Action item – Each record below should be given again exactly as it reads.

Stored data

☆ ☆ ☆

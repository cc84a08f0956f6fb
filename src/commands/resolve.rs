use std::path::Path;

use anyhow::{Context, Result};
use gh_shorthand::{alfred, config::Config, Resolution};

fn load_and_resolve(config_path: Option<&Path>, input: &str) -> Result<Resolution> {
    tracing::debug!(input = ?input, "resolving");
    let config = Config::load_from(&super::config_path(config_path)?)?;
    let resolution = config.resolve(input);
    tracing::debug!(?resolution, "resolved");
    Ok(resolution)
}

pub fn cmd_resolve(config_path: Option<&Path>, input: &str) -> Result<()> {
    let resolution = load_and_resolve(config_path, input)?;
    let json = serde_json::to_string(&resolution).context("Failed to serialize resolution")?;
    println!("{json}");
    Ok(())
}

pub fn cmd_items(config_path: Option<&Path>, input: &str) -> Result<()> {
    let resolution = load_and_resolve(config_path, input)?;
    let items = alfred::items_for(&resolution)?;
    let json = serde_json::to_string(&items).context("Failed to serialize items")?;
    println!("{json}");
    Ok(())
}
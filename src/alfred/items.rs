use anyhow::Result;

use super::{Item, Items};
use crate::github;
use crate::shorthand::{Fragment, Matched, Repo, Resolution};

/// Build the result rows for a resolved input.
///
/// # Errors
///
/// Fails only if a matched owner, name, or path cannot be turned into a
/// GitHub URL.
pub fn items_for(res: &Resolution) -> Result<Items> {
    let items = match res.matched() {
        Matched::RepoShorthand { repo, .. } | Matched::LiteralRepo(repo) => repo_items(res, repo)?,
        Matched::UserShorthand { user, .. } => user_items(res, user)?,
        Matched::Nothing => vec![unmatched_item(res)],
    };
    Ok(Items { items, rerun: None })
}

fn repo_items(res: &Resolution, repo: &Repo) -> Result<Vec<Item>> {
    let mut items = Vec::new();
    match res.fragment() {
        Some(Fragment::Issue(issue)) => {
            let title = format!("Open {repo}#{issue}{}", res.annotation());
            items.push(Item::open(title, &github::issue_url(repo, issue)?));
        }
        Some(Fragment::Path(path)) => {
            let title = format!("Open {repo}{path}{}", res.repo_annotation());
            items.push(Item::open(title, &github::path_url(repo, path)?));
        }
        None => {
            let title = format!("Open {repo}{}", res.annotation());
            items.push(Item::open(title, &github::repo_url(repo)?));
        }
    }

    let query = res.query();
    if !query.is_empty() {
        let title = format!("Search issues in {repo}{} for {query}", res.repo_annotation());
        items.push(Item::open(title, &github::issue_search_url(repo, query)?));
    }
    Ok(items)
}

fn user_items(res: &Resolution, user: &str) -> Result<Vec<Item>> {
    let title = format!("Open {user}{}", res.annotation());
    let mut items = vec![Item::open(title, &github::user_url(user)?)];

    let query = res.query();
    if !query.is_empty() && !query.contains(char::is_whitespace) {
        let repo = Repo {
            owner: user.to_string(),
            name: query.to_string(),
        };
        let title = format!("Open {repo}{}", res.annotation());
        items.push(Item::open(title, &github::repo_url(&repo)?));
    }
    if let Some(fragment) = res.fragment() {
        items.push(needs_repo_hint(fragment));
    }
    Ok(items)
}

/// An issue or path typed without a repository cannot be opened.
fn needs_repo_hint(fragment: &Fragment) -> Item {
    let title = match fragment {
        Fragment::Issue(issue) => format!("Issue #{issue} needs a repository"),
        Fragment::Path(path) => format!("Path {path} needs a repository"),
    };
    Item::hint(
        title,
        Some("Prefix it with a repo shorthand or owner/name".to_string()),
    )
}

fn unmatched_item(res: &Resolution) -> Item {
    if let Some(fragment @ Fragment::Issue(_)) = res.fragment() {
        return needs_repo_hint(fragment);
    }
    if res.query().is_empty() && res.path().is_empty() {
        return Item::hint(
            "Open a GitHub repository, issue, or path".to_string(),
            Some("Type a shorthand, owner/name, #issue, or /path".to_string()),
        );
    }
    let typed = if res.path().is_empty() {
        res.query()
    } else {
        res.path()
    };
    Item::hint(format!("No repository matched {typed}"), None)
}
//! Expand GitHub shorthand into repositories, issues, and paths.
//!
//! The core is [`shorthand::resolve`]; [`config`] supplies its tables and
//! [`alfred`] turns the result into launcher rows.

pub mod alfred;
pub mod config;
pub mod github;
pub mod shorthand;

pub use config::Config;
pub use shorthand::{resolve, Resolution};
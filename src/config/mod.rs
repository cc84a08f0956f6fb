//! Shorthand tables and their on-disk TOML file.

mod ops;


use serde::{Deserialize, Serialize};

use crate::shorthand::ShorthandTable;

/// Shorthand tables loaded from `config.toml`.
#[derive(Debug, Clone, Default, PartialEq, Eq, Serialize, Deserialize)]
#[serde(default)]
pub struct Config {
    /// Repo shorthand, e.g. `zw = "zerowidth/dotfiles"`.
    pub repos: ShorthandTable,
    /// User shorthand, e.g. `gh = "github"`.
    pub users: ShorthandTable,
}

☆ ☆ ☆

Result for this task –
repository cc84a08f0956f6fb
filename src/commands/resolve.rs
use std::path::Path;

use anyhow::{Context, Result};
use gh_shorthand::{alfred, config::Config, Resolution};

fn load_and_resolve(config_path: Option<&Path>, input: &str) -> Result<Resolution> {
    tracing::debug!(input = ?input, "resolving");
    let config = Config::load_from(&super::config_path(config_path)?)?;
    let resolution = config.resolve(input);
    tracing::debug!(?resolution, "resolved");
    Ok(resolution)
}

pub fn cmd_resolve(config_path: Option<&Path>, input: &str) -> Result<()> {
    let resolution = load_and_resolve(config_path, input)?;
    let json = serde_json::to_string(&resolution).context("Failed to serialize resolution")?;
    println!("{json}");
    Ok(())
}

pub fn cmd_items(config_path: Option<&Path>, input: &str) -> Result<()> {
    let resolution = load_and_resolve(config_path, input)?;
    let items = alfred::items_for(&resolution)?;
    let json = serde_json::to_string(&items).context("Failed to serialize items")?;
    println!("{json}");
    Ok(())
}
filename src/alfred/items.rs
use anyhow::Result;

use super::{Item, Items};
use crate::github;
use crate::shorthand::{Fragment, Matched, Repo, Resolution};

/// Build the result rows for a resolved input.
///
/// # Errors
///
/// Fails only if a matched owner, name, or path cannot be turned into a
/// GitHub URL.
pub fn items_for(res: &Resolution) -> Result<Items> {
    let items = match res.matched() {
        Matched::RepoShorthand { repo, .. } | Matched::LiteralRepo(repo) => repo_items(res, repo)?,
        Matched::UserShorthand { user, .. } => user_items(res, user)?,
        Matched::Nothing => vec![unmatched_item(res)],
    };
    Ok(Items { items, rerun: None })
}

fn repo_items(res: &Resolution, repo: &Repo) -> Result<Vec<Item>> {
    let mut items = Vec::new();
    match res.fragment() {
        Some(Fragment::Issue(issue)) => {
            let title = format!("Open {repo}#{issue}{}", res.annotation());
            items.push(Item::open(title, &github::issue_url(repo, issue)?));
        }
        Some(Fragment::Path(path)) => {
            let title = format!("Open {repo}{path}{}", res.repo_annotation());
            items.push(Item::open(title, &github::path_url(repo, path)?));
        }
        None => {
            let title = format!("Open {repo}{}", res.annotation());
            items.push(Item::open(title, &github::repo_url(repo)?));
        }
    }

    let query = res.query();
    if !query.is_empty() {
        let title = format!("Search issues in {repo}{} for {query}", res.repo_annotation());
        items.push(Item::open(title, &github::issue_search_url(repo, query)?));
    }
    Ok(items)
}

fn user_items(res: &Resolution, user: &str) -> Result<Vec<Item>> {
    let title = format!("Open {user}{}", res.annotation());
    let mut items = vec![Item::open(title, &github::user_url(user)?)];

    let query = res.query();
    if !query.is_empty() && !query.contains(char::is_whitespace) {
        let repo = Repo {
            owner: user.to_string(),
            name: query.to_string(),
        };
        let title = format!("Open {repo}{}", res.annotation());
        items.push(Item::open(title, &github::repo_url(&repo)?));
    }
    if let Some(fragment) = res.fragment() {
        items.push(needs_repo_hint(fragment));
    }
    Ok(items)
}

/// An issue or path typed without a repository cannot be opened.
fn needs_repo_hint(fragment: &Fragment) -> Item {
    let title = match fragment {
        Fragment::Issue(issue) => format!("Issue #{issue} needs a repository"),
        Fragment::Path(path) => format!("Path {path} needs a repository"),
    };
    Item::hint(
        title,
        Some("Prefix it with a repo shorthand or owner/name".to_string()),
    )
}

fn unmatched_item(res: &Resolution) -> Item {
    if let Some(fragment @ Fragment::Issue(_)) = res.fragment() {
        return needs_repo_hint(fragment);
    }
    if res.query().is_empty() && res.path().is_empty() {
        return Item::hint(
            "Open a GitHub repository, issue, or path".to_string(),
            Some("Type a shorthand, owner/name, #issue, or /path".to_string()),
        );
    }
    let typed = if res.path().is_empty() {
        res.query()
    } else {
        res.path()
    };
    Item::hint(format!("No repository matched {typed}"), None)
}
//! Expand GitHub shorthand into repositories, issues, and paths.
//!
//! The core is [`shorthand::resolve`]; [`config`] supplies its tables and
//! [`alfred`] turns the result into launcher rows.

pub mod alfred;
pub mod config;
pub mod github;
pub mod shorthand;

pub use config::Config;
pub use shorthand::{resolve, Resolution};
filename src/config/mod.rs
repository cc84a08f0956f6fb
//! Shorthand tables and their on-disk TOML file.

mod ops;


use serde::{Deserialize, Serialize};

use crate::shorthand::ShorthandTable;

/// Shorthand tables loaded from `config.toml`.
#[derive(Debug, Clone, Default, PartialEq, Eq, Serialize, Deserialize)]
#[serde(default)]
pub struct Config {
    /// Repo shorthand, e.g. `zw = "zerowidth/dotfiles"`.
    pub repos: ShorthandTable,
    /// User shorthand, e.g. `gh = "github"`.
    pub users: ShorthandTable,
}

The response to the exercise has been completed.